> [Task item]: Nothing is needed except the lines below that run from the one with "means no cover." through the one with "the batch. No", repeated exactly.

> [Given data]:
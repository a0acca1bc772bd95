// Copyright (C) 2026  Caprica Software Limited
//
// This program is free software: you can redistribute it and/or modify
// it under the terms of the GNU General Public License as published by
// the Free Software Foundation, either version 3 of the License, or
// (at your option) any later version.
//
// This program is distributed in the hope that it will be useful,
// but WITHOUT ANY WARRANTY; without even the implied warranty of
// MERCHANTABILITY or FITNESS FOR A PARTICULAR PURPOSE.  See the
// GNU General Public License for more details.
//
// You should have received a copy of the GNU General Public License
// along with this program.  If not, see <https://www.gnu.org/licenses/>.

//! Album import and lifecycle operations.
//!
//! An import creates a vinyl with a single disc, probes every track
//! concurrently through [`pool::probe_all`], and writes the resulting
//! tracks. All of it happens inside one SQLite transaction: the
//! [`rusqlite::Transaction`] guard rolls back when dropped, so returning
//! early on any error leaves no trace of the album.

pub(crate) mod pool;

use chrono::Utc;
use rusqlite::Connection;
use tracing::{debug, info};

use crate::{
    db,
    error::Result,
    model::Vinyl,
    probe::Prober,
};

/// Artist recorded when none was given.
pub const UNKNOWN_ARTIST: &str = "Unknown";

/// Everything needed to import one album.
#[derive(Debug, Clone, Default)]
pub struct ImportRequest {
    /// Absolute paths of the audio files, in playback order.
    pub track_paths: Vec<String>,
    pub title: String,
    pub artist: String,
    /// Path of the cover image, stored by reference. Blank means no cover.
    pub cover_path: String,
}

/// Imports an album and returns it as stored.
///
/// The vinyl's `played_at` is set to the import time, so a freshly imported
/// album sorts as if it had just been played.
///
/// # Errors
///
/// * [`LibraryError::Storage`](crate::error::LibraryError::Storage) if the transaction or any statement fails.
/// * [`LibraryError::Probe`](crate::error::LibraryError::Probe) with the first probe failure of the batch. No
///   rows are written for the album in that case.
/// * Any error from re-reading the album after commit. The album is stored
///   at that point even though the call failed.
pub fn import_album(
    conn: &mut Connection,
    prober: &dyn Prober,
    request: &ImportRequest,
) -> Result<Vinyl> {
    info!(
        title = %request.title,
        tracks = request.track_paths.len(),
        "Importing album"
    );

    let tx = conn.transaction()?;

    let artist = match request.artist.trim() {
        "" => UNKNOWN_ARTIST,
        _ => request.artist.as_str(),
    };
    let vinyl_id = db::insert_vinyl(&tx, &request.title, artist, now())?;

    if !request.cover_path.trim().is_empty() {
        db::update_cover_path(&tx, vinyl_id, &request.cover_path)?;
    }

    let disc_id = db::insert_disc(&tx, vinyl_id, 1)?;

    let metas = pool::probe_all(prober, &request.track_paths)?;

    for meta in &metas {
        db::insert_track(&tx, disc_id, meta)?;
    }

    tx.commit()?;

    debug!(vinyl_id, disc_id, "Import committed");

    db::fetch_vinyl(conn, vinyl_id)
}

/// Records that a vinyl was played just now.
///
/// Marking an id that does not exist is not an error.
pub fn mark_played(conn: &Connection, vinyl_id: i64) -> Result<()> {
    let changed = db::update_played_at(conn, vinyl_id, now())?;
    debug!(vinyl_id, changed, "Marked played");

    Ok(())
}

/// Deletes a vinyl together with its discs and tracks.
///
/// # Errors
///
/// Returns [`LibraryError::NotFound`](crate::error::LibraryError::NotFound) without writing anything if the vinyl
/// does not exist.
pub fn delete_album(conn: &mut Connection, vinyl_id: i64) -> Result<()> {
    let vinyl = db::fetch_vinyl(conn, vinyl_id)?;

    db::delete_vinyl_tree(conn, vinyl_id)?;

    info!(vinyl_id, title = %vinyl.title, "Deleted album");

    Ok(())
}

fn now() -> i64 {
    Utc::now().timestamp()
}

#[cfg(test)]
mod tests {
    use super::*;
    use crate::{
        db::{fetch_all_vinyls, fetch_vinyl, row_counts, tests::open_test_db},
        error::{LibraryError, ProbeError},
        import::pool::tests::ScriptedProber,
    };

    fn request(paths: &[&str]) -> ImportRequest {
        ImportRequest {
            track_paths: paths.iter().map(|p| p.to_string()).collect(),
            title: "Songs".to_string(),
            artist: "Band".to_string(),
            cover_path: "/covers/songs.png".to_string(),
        }
    }

    #[test]
    fn import_stores_tracks_in_request_order() {
        let (_dir, mut conn) = open_test_db();
        let prober = ScriptedProber::default()
            .ok("/a/song1.mp3", 40, 180.5)
            .ok("/a/song2.mp3", 0, 200.0)
            .ok("/a/song3.mp3", 80, 195.25);

        let vinyl = import_album(
            &mut conn,
            &prober,
            &request(&["/a/song1.mp3", "/a/song2.mp3", "/a/song3.mp3"]),
        )
        .unwrap();

        assert_eq!(vinyl.discs.len(), 1);
        assert_eq!(vinyl.discs[0].number, 1);
        let tracks: Vec<_> = vinyl
            .tracks()
            .map(|t| (t.ordering, t.title.as_str(), t.duration))
            .collect();
        assert_eq!(
            tracks,
            vec![(1, "song1", 180.5), (2, "song2", 200.0), (3, "song3", 195.25)]
        );
        assert_eq!(vinyl.discs[0].tracks[2].file_path, "/a/song3.mp3");
    }

    #[test]
    fn imported_vinyl_round_trips_fields() {
        let (_dir, mut conn) = open_test_db();
        let prober = ScriptedProber::default();

        let before = Utc::now().timestamp();
        let vinyl = import_album(&mut conn, &prober, &request(&["/a/x.flac"])).unwrap();
        let after = Utc::now().timestamp();

        let fetched = fetch_vinyl(&conn, vinyl.id).unwrap();
        assert_eq!(fetched, vinyl);
        assert_eq!(fetched.title, "Songs");
        assert_eq!(fetched.artist, "Band");
        assert_eq!(fetched.cover_path, "/covers/songs.png");
        assert!(fetched.played_at >= before && fetched.played_at <= after);
    }

    #[test]
    fn blank_cover_and_artist() {
        let (_dir, mut conn) = open_test_db();
        let prober = ScriptedProber::default();
        let mut req = request(&["/a/x.flac"]);
        req.cover_path = "   ".to_string();
        req.artist = String::new();

        let vinyl = import_album(&mut conn, &prober, &req).unwrap();

        assert_eq!(vinyl.cover_path, "");
        assert_eq!(vinyl.artist, UNKNOWN_ARTIST);
    }

    #[test]
    fn probe_failure_rolls_back_everything() {
        let (_dir, mut conn) = open_test_db();
        let existing = import_album(&mut conn, &ScriptedProber::default(), &request(&["/b/keep.mp3"]))
            .unwrap();

        let prober = ScriptedProber::default()
            .ok("/a/1.mp3", 30, 1.0)
            .ok("/a/2.mp3", 0, 2.0)
            .failing("/a/3.mp3", 10)
            .ok("/a/4.mp3", 0, 4.0);
        let mut req = request(&["/a/1.mp3", "/a/2.mp3", "/a/3.mp3", "/a/4.mp3"]);
        req.title = "Broken".to_string();

        let err = import_album(&mut conn, &prober, &req).unwrap_err();

        assert!(matches!(
            err,
            LibraryError::Probe(ProbeError::ExecutionFailed { ref path, .. }) if path == "/a/3.mp3"
        ));
        let vinyls = fetch_all_vinyls(&conn).unwrap();
        assert_eq!(vinyls.len(), 1);
        assert_eq!(vinyls[0].id, existing.id);
        assert!(vinyls.iter().all(|v| v.title != "Broken"));
        assert_eq!(row_counts(&conn).unwrap(), (1, 1, 1));
    }

    #[test]
    fn mark_played_updates_timestamp() {
        let (_dir, mut conn) = open_test_db();
        let vinyl = import_album(&mut conn, &ScriptedProber::default(), &request(&["/a/x.mp3"]))
            .unwrap();
        db::update_played_at(&conn, vinyl.id, 0).unwrap();

        mark_played(&conn, vinyl.id).unwrap();

        assert!(fetch_vinyl(&conn, vinyl.id).unwrap().played_at > 0);
    }

    #[test]
    fn mark_played_unknown_id_is_not_an_error() {
        let (_dir, conn) = open_test_db();

        mark_played(&conn, 99).unwrap();

        assert_eq!(row_counts(&conn).unwrap(), (0, 0, 0));
    }

    #[test]
    fn delete_unknown_album_is_not_found() {
        let (_dir, mut conn) = open_test_db();
        let kept = import_album(&mut conn, &ScriptedProber::default(), &request(&["/a/x.mp3"]))
            .unwrap();

        let err = delete_album(&mut conn, kept.id + 1).unwrap_err();

        assert!(matches!(err, LibraryError::NotFound(_)));
        assert_eq!(row_counts(&conn).unwrap(), (1, 1, 1));
    }

    #[test]
    fn delete_album_removes_the_whole_graph() {
        let (_dir, mut conn) = open_test_db();
        let vinyl = import_album(
            &mut conn,
            &ScriptedProber::default(),
            &request(&["/a/1.mp3", "/a/2.mp3"]),
        )
        .unwrap();

        delete_album(&mut conn, vinyl.id).unwrap();

        assert!(matches!(
            fetch_vinyl(&conn, vinyl.id),
            Err(LibraryError::NotFound(_))
        ));
        assert_eq!(row_counts(&conn).unwrap(), (0, 0, 0));
    }
}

> [Problem solution]:
    /// Path of the cover image, stored by reference. Blank means no cover.
    pub cover_path: String,
}

/// Imports an album and returns it as stored.
///
/// The vinyl's `played_at` is set to the import time, so a freshly imported
/// album sorts as if it had just been played.
///
/// # Errors
///
/// * [`LibraryError::Storage`](crate::error::LibraryError::Storage) if the transaction or any statement fails.
/// * [`LibraryError::Probe`](crate::error::LibraryError::Probe) with the first probe failure of the batch. No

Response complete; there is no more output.